*** Opening Recorded data ***

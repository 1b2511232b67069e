pub mod config;
pub mod error;
pub mod history;
pub mod intake;
pub mod logging;
pub mod pipeline;
pub mod process;
pub mod sanitize;
pub mod service;
pub mod worker;

pub use config::{load_config, Config, DocumentFormat};
pub use error::{ConfigError, IntakeError, Result, StarkError, StorageError, WorkerError};
pub use history::{HistoryEvent, HistoryLedger, JobStatus};
pub use intake::IngestionGate;
pub use pipeline::{Pipeline, PipelineConfig, PipelineError};
pub use process::ProcessError;
pub use service::{HealthReport, PrintService};
pub use worker::{Job, JobQueue, WorkerPool};
use std::fs::File;
use std::path::{Path, PathBuf};
use std::sync::atomic::{AtomicBool, Ordering};
use std::sync::Arc;

use anyhow::{Context, Result};
use clap::Parser;
use log::{error, info, warn};

use stark::logging::{self, LogFormat};
use stark::{load_config, Config, JobStatus, PrintService};

/// Queue documents for conversion and printing, then report their history.
#[derive(Parser, Debug)]
#[command(name = "stark", version)]
struct Cli {
    /// JSON config file; built-in defaults are used when omitted
    #[arg(short, long, env = "STARK_CONFIG")]
    config: Option<PathBuf>,

    /// Client identifier recorded in the job history
    #[arg(long, default_value = "cli")]
    client: String,

    /// Default log filter, overridden by RUST_LOG
    #[arg(long, default_value = "info")]
    log_level: String,

    /// Log output format: text or json
    #[arg(long, default_value = "text")]
    log_format: LogFormat,

    /// Documents to print (pdf, docx, pptx, xlsx)
    #[arg(required = true)]
    files: Vec<PathBuf>,
}

fn main() -> Result<()> {
    let cli = Cli::parse();

    logging::init(&cli.log_level, cli.log_format)?;
    info!("Starting stark v{}", env!("CARGO_PKG_VERSION"));

    let config = match &cli.config {
        Some(path) => load_config(path)
            .with_context(|| format!("Failed to load config from {}", path.display()))?,
        None => Config::default(),
    };

    let interrupted = Arc::new(AtomicBool::new(false));
    {
        let interrupted = Arc::clone(&interrupted);
        ctrlc::set_handler(move || {
            interrupted.store(true, Ordering::SeqCst);
        })
        .context("Failed to install Ctrl+C handler")?;
    }

    let service = PrintService::start(&config).context("Failed to start print service")?;

    let mut rejected = 0usize;
    for path in &cli.files {
        if interrupted.load(Ordering::SeqCst) {
            warn!("Interrupted, not submitting remaining files");
            break;
        }

        match submit(&service, path, &cli.client) {
            Ok(job_id) => info!("Submitted {} as {}", path.display(), job_id),
            Err(e) => {
                rejected += 1;
                error!("Failed to submit {}: {:#}", path.display(), e);
            }
        }
    }

    let health = service.health();
    info!(
        "Waiting for {} queued job(s) on {} worker(s)",
        health.queue_size, health.workers
    );

    let ledger = Arc::clone(service.ledger());
    service.shutdown();

    let history = ledger.recent(config.history.query_limit);
    println!(
        "{}",
        serde_json::to_string_pretty(&serde_json::json!({ "history": history }))?
    );

    let failed = history
        .iter()
        .filter(|e| matches!(e.status, JobStatus::ConversionFailed | JobStatus::PrintFailed))
        .count();
    if rejected > 0 || failed > 0 {
        std::process::exit(1);
    }

    Ok(())
}

fn submit(service: &PrintService, path: &Path, client: &str) -> Result<String> {
    let filename = path
        .file_name()
        .map(|n| n.to_string_lossy().into_owned())
        .unwrap_or_default();
    let file = File::open(path).with_context(|| format!("Failed to open {}", path.display()))?;

    Ok(service.gate().accept(&filename, client, file)?)
}
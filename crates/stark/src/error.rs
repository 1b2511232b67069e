use std::path::PathBuf;
use thiserror::Error;

#[derive(Error, Debug)]
pub enum StarkError {
    #[error("Configuration error: {0}")]
    Config(#[from] ConfigError),

    #[error("Intake error: {0}")]
    Intake(#[from] IntakeError),

    #[error("Storage error: {0}")]
    Storage(#[from] StorageError),

    #[error("Worker error: {0}")]
    Worker(#[from] WorkerError),

    #[error("Logging setup failed: {0}")]
    Logging(String),
}

#[derive(Error, Debug)]
pub enum ConfigError {
    #[error("Failed to read config file '{path}': {source}")]
    ReadFile {
        path: PathBuf,
        #[source]
        source: std::io::Error,
    },

    #[error("Failed to parse config JSON: {0}")]
    ParseJson(#[from] serde_json::Error),

    #[error("Config validation failed: {message}")]
    Validation { message: String },

    #[error("Schema validation failed: {errors}")]
    SchemaValidation { errors: String },
}

#[derive(Error, Debug)]
pub enum IntakeError {
    #[error("No filename supplied")]
    EmptyFilename,

    #[error("Unsupported file type '{extension}'. Allowed: {allowed}")]
    UnsupportedFormat { extension: String, allowed: String },

    #[error("File too large (> {limit_mb} MB)")]
    TooLarge { limit_mb: u64 },

    #[error("Failed to persist upload: {0}")]
    Persist(#[from] StorageError),

    #[error("Queue rejected job: {0}")]
    Rejected(#[from] WorkerError),
}

#[derive(Error, Debug)]
pub enum StorageError {
    #[error("Failed to create directory '{path}': {source}")]
    CreateDirectory {
        path: PathBuf,
        #[source]
        source: std::io::Error,
    },

    #[error("Failed to write file '{path}': {source}")]
    WriteFile {
        path: PathBuf,
        #[source]
        source: std::io::Error,
    },

    #[error("Failed to copy file from '{from}' to '{to}': {source}")]
    CopyFile {
        from: PathBuf,
        to: PathBuf,
        #[source]
        source: std::io::Error,
    },
}

#[derive(Error, Debug)]
pub enum WorkerError {
    #[error("Failed to spawn worker: {0}")]
    SpawnFailed(String),

    #[error("Job queue is closed")]
    ChannelClosed,
}

pub type Result<T> = std::result::Result<T, StarkError>;
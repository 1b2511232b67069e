pub mod job;
pub mod pool;
pub mod queue;

pub use job::Job;
pub use pool::WorkerPool;
pub use queue::{JobQueue, QueueMessage};
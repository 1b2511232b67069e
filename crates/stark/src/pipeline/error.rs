use std::path::PathBuf;

use thiserror::Error;

use crate::error::StorageError;
use crate::process::ProcessError;

#[derive(Error, Debug)]
pub enum ConversionError {
    #[error("Converter failed: {0}")]
    Process(#[from] ProcessError),

    #[error("Conversion did not produce PDF: expected {}", expected.display())]
    MissingOutput { expected: PathBuf },
}

impl ConversionError {
    pub fn is_timeout(&self) -> bool {
        matches!(self, ConversionError::Process(e) if e.is_timeout())
    }
}

#[derive(Error, Debug)]
pub enum PipelineError {
    #[error("Conversion failed: {0}")]
    ConversionFailed(#[from] ConversionError),

    #[error("Print failed: {0}")]
    PrintFailed(#[source] ProcessError),

    /// Anything that is not a stage failure, e.g. staging the input.
    #[error("Staging failed: {0}")]
    Storage(#[from] StorageError),
}
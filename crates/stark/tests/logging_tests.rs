//! The global subscriber can only be installed once per process, so this
//! lives in its own test binary.

use stark::logging::{self, LogFormat};
use stark::StarkError;

#[test]
fn test_init_installs_once() {
    logging::init("stark=debug", LogFormat::Json).unwrap();
    log::info!("bridged through tracing-log");
    tracing::info!(job_id = "job-1", "native tracing event");

    let err = logging::init("stark=debug", LogFormat::Text).unwrap_err();
    assert!(matches!(err, StarkError::Logging(_)));
}
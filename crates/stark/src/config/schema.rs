use std::path::Path;

use serde::{Deserialize, Serialize};

#[derive(Debug, Clone, Serialize, Deserialize)]
pub struct Config {
    pub version: String,
    #[serde(default = "default_upload_directory")]
    pub upload_directory: String,
    #[serde(default = "default_work_directory")]
    pub work_directory: String,
    /// Number of worker threads. 1 keeps print order identical to submission order.
    #[serde(default = "default_worker_count")]
    pub worker_count: usize,
    #[serde(default = "default_max_file_size_mb")]
    pub max_file_size_mb: u64,
    #[serde(default)]
    pub history: HistoryConfig,
    #[serde(default)]
    pub converter: ConverterConfig,
    #[serde(default)]
    pub printer: PrinterConfig,
}

fn default_upload_directory() -> String {
    "/var/lib/stark/uploads".to_string()
}

fn default_work_directory() -> String {
    "/var/lib/stark/work".to_string()
}

fn default_worker_count() -> usize {
    1
}

fn default_max_file_size_mb() -> u64 {
    50
}

impl Default for Config {
    fn default() -> Self {
        Self {
            version: "1.0".to_string(),
            upload_directory: default_upload_directory(),
            work_directory: default_work_directory(),
            worker_count: default_worker_count(),
            max_file_size_mb: default_max_file_size_mb(),
            history: HistoryConfig::default(),
            converter: ConverterConfig::default(),
            printer: PrinterConfig::default(),
        }
    }
}

#[derive(Debug, Clone, Serialize, Deserialize)]
pub struct HistoryConfig {
    /// Number of events retained before the oldest is evicted.
    #[serde(default = "default_history_capacity")]
    pub capacity: usize,
    /// Number of events returned by a history query.
    #[serde(default = "default_query_limit")]
    pub query_limit: usize,
}

fn default_history_capacity() -> usize {
    200
}

fn default_query_limit() -> usize {
    100
}

impl Default for HistoryConfig {
    fn default() -> Self {
        Self {
            capacity: default_history_capacity(),
            query_limit: default_query_limit(),
        }
    }
}

#[derive(Debug, Clone, Serialize, Deserialize)]
pub struct ConverterConfig {
    #[serde(default = "default_converter_command")]
    pub command: String,
    /// Leading arguments; `--outdir <dir> <input>` is appended per job.
    #[serde(default = "default_converter_args")]
    pub args: Vec<String>,
    #[serde(default = "default_convert_timeout")]
    pub timeout_secs: u64,
}

fn default_converter_command() -> String {
    "libreoffice".to_string()
}

fn default_converter_args() -> Vec<String> {
    ["--headless", "--invisible", "--convert-to", "pdf"]
        .iter()
        .map(|s| s.to_string())
        .collect()
}

fn default_convert_timeout() -> u64 {
    60
}

impl Default for ConverterConfig {
    fn default() -> Self {
        Self {
            command: default_converter_command(),
            args: default_converter_args(),
            timeout_secs: default_convert_timeout(),
        }
    }
}

#[derive(Debug, Clone, Serialize, Deserialize)]
pub struct PrinterConfig {
    #[serde(default = "default_print_command")]
    pub command: String,
    /// Extra leading arguments, e.g. `["-o", "media=A4"]`.
    #[serde(default)]
    pub args: Vec<String>,
    /// Destination passed as `-d <name>`; `None` prints to the system default.
    #[serde(default)]
    pub name: Option<String>,
    #[serde(default = "default_print_timeout")]
    pub timeout_secs: u64,
}

fn default_print_command() -> String {
    "lp".to_string()
}

fn default_print_timeout() -> u64 {
    30
}

impl Default for PrinterConfig {
    fn default() -> Self {
        Self {
            command: default_print_command(),
            args: Vec::new(),
            name: None,
            timeout_secs: default_print_timeout(),
        }
    }
}

/// Document types accepted for printing.
#[derive(Debug, Clone, Copy, PartialEq, Eq, Hash, Serialize, Deserialize)]
#[serde(rename_all = "lowercase")]
pub enum DocumentFormat {
    Pdf,
    Docx,
    Pptx,
    Xlsx,
}

impl DocumentFormat {
    pub const ALL: [DocumentFormat; 4] = [Self::Pdf, Self::Docx, Self::Pptx, Self::Xlsx];

    pub fn from_extension(ext: &str) -> Option<Self> {
        match ext.to_lowercase().as_str() {
            "pdf" => Some(Self::Pdf),
            "docx" => Some(Self::Docx),
            "pptx" => Some(Self::Pptx),
            "xlsx" => Some(Self::Xlsx),
            _ => None,
        }
    }

    /// Format of a filename, judged by its last suffix only.
    pub fn from_filename(filename: &str) -> Option<Self> {
        Path::new(filename)
            .extension()
            .and_then(|e| e.to_str())
            .and_then(Self::from_extension)
    }

    pub fn extension(&self) -> &'static str {
        match self {
            Self::Pdf => "pdf",
            Self::Docx => "docx",
            Self::Pptx => "pptx",
            Self::Xlsx => "xlsx",
        }
    }

    pub fn needs_conversion(&self) -> bool {
        !matches!(self, Self::Pdf)
    }

    /// Comma separated list of accepted extensions, for error messages.
    pub fn allowed_list() -> String {
        let mut names: Vec<&str> = Self::ALL.iter().map(|f| f.extension()).collect();
        names.sort_unstable();
        names.join(", ")
    }
}

impl std::fmt::Display for DocumentFormat {
    fn fmt(&self, f: &mut std::fmt::Formatter<'_>) -> std::fmt::Result {
        f.write_str(self.extension())
    }
}
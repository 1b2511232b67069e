use std::any::Any;
use std::panic::{self, AssertUnwindSafe};
use std::path::PathBuf;
use std::sync::Arc;
use std::thread::{self, JoinHandle};

use log::{debug, error, info, warn};

use crate::error::WorkerError;
use crate::history::{HistoryEvent, HistoryLedger};
use crate::pipeline::{Pipeline, PipelineContext, PipelineError, Stage};
use crate::worker::job::Job;
use crate::worker::queue::{JobQueue, QueueMessage};

/// Fixed set of long-lived worker threads draining a [`JobQueue`].
///
/// With one worker, jobs are printed in exactly the order they were
/// enqueued. With more, each worker still takes jobs in queue order but
/// their completions can interleave; that is a throughput/ordering trade-off
/// chosen in config, not a defect.
pub struct WorkerPool {
    queue: Arc<JobQueue>,
    workers: Vec<JoinHandle<()>>,
}

impl WorkerPool {
    /// Spawns `worker_count` workers.
    ///
    /// # Panics
    /// Panics if `worker_count` is 0.
    pub fn start(
        pipeline: Arc<Pipeline>,
        queue: Arc<JobQueue>,
        ledger: Arc<HistoryLedger>,
        worker_count: usize,
    ) -> Result<Self, WorkerError> {
        assert!(worker_count > 0, "worker_count must be > 0");

        let mut workers = Vec::with_capacity(worker_count);

        for worker_id in 1..=worker_count {
            let worker_queue = Arc::clone(&queue);
            let worker_ledger = Arc::clone(&ledger);
            let worker_pipeline = Arc::clone(&pipeline);

            let spawned = thread::Builder::new()
                .name(format!("stark-worker-{}", worker_id))
                .spawn(move || {
                    run_worker(worker_id, worker_queue, worker_ledger, worker_pipeline);
                });

            match spawned {
                Ok(handle) => workers.push(handle),
                Err(e) => {
                    // Stop the ones already running before reporting.
                    let started = Self { queue, workers };
                    started.shutdown();
                    started.wait();
                    return Err(WorkerError::SpawnFailed(e.to_string()));
                }
            }
        }

        info!("Started {} workers", worker_count);

        Ok(Self { queue, workers })
    }

    pub fn worker_count(&self) -> usize {
        self.workers.len()
    }

    /// Closes the queue and sends one stop signal per worker. Jobs already
    /// queued are still processed.
    pub fn shutdown(&self) {
        info!("Shutting down worker pool...");
        self.queue.close(self.workers.len());
    }

    /// Waits for every worker to exit.
    pub fn wait(self) {
        for (i, worker) in self.workers.into_iter().enumerate() {
            if let Err(e) = worker.join() {
                error!("Worker {} panicked: {}", i + 1, panic_message(e.as_ref()));
            } else {
                debug!("Worker {} finished", i + 1);
            }
        }

        info!("All workers have stopped");
    }
}

fn run_worker(
    worker_id: usize,
    queue: Arc<JobQueue>,
    ledger: Arc<HistoryLedger>,
    pipeline: Arc<Pipeline>,
) {
    info!("Worker {} started", worker_id);

    loop {
        match queue.dequeue() {
            QueueMessage::Job(job) => process_job(worker_id, &job, &ledger, &pipeline),
            QueueMessage::Shutdown => {
                info!("Worker {} received shutdown signal", worker_id);
                break;
            }
        }
    }

    debug!("Worker {} stopped", worker_id);
}

/// Removes the persisted upload when dropped, whatever happened to the job.
struct InputCleanup {
    path: PathBuf,
}

impl Drop for InputCleanup {
    fn drop(&mut self) {
        if let Err(e) = std::fs::remove_file(&self.path) {
            // Log but don't panic - best effort cleanup
            warn!("Failed to remove upload {}: {}", self.path.display(), e);
        }
    }
}

/// Runs one job end to end and records exactly one terminal event for it.
fn process_job(worker_id: usize, job: &Job, ledger: &HistoryLedger, pipeline: &Pipeline) {
    let _cleanup = InputCleanup {
        path: job.stored_path.clone(),
    };

    info!(
        "Worker {} processing job {} file={}",
        worker_id, job.id, job.original_filename
    );
    ledger.append(HistoryEvent::processing(job));

    let mut ctx = PipelineContext::new(&job.id);
    let outcome = panic::catch_unwind(AssertUnwindSafe(|| pipeline.run(job, &mut ctx)));

    let event = match outcome {
        Ok(Ok(response)) => {
            info!("Job {} printed successfully", job.id);
            HistoryEvent::printed(job, response)
        }
        Ok(Err(PipelineError::ConversionFailed(e))) => {
            error!("Job {} conversion failed: {}", job.id, e);
            HistoryEvent::conversion_failed(job, e.to_string())
        }
        Ok(Err(PipelineError::PrintFailed(e))) => {
            error!("Job {} print failed: {}", job.id, e);
            HistoryEvent::print_failed(job, e.to_string())
        }
        Ok(Err(fault @ PipelineError::Storage(_))) => {
            fault_event(worker_id, job, ctx.stage, &fault.to_string())
        }
        Err(panic) => fault_event(worker_id, job, ctx.stage, &panic_message(panic.as_ref())),
    };

    ledger.append(event);
}

/// Accounts an unexpected fault against the stage it happened in.
fn fault_event(worker_id: usize, job: &Job, stage: Stage, message: &str) -> HistoryEvent {
    error!(
        "Unhandled fault in worker {} on job {} during {:?}: {}",
        worker_id, job.id, stage, message
    );

    let error = format!("unexpected worker fault: {}", message);
    match stage {
        Stage::Staging | Stage::Converting => HistoryEvent::conversion_failed(job, error),
        Stage::Printing => HistoryEvent::print_failed(job, error),
    }
}

fn panic_message(payload: &(dyn Any + Send)) -> String {
    if let Some(s) = payload.downcast_ref::<&str>() {
        s.to_string()
    } else if let Some(s) = payload.downcast_ref::<String>() {
        s.clone()
    } else {
        "panic with non-string payload".to_string()
    }
}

*** Closing Recorded data ***

_Work to be completed_:
Start with the line above that contains "Path::new(filename)" and end with the line that contains "a throughput/ordering trade-off". Write out those lines exactly, and only those.

_Result for this exercise_:
        Path::new(filename)
            .extension()
            .and_then(|e| e.to_str())
            .and_then(Self::from_extension)
    }

    pub fn extension(&self) -> &'static str {
        match self {
            Self::Pdf => "pdf",
            Self::Docx => "docx",
            Self::Pptx => "pptx",
            Self::Xlsx => "xlsx",
        }
    }

    pub fn needs_conversion(&self) -> bool {
        !matches!(self, Self::Pdf)
    }

    /// Comma separated list of accepted extensions, for error messages.
    pub fn allowed_list() -> String {
        let mut names: Vec<&str> = Self::ALL.iter().map(|f| f.extension()).collect();
        names.sort_unstable();
        names.join(", ")
    }
}

impl std::fmt::Display for DocumentFormat {
    fn fmt(&self, f: &mut std::fmt::Formatter<'_>) -> std::fmt::Result {
        f.write_str(self.extension())
    }
}
repository 1b2511232b67069e
use std::any::Any;
use std::panic::{self, AssertUnwindSafe};
use std::path::PathBuf;
use std::sync::Arc;
use std::thread::{self, JoinHandle};

use log::{debug, error, info, warn};

use crate::error::WorkerError;
use crate::history::{HistoryEvent, HistoryLedger};
use crate::pipeline::{Pipeline, PipelineContext, PipelineError, Stage};
use crate::worker::job::Job;
use crate::worker::queue::{JobQueue, QueueMessage};

/// Fixed set of long-lived worker threads draining a [`JobQueue`].
///
/// With one worker, jobs are printed in exactly the order they were
/// enqueued. With more, each worker still takes jobs in queue order but
/// their completions can interleave; that is a throughput/ordering trade-off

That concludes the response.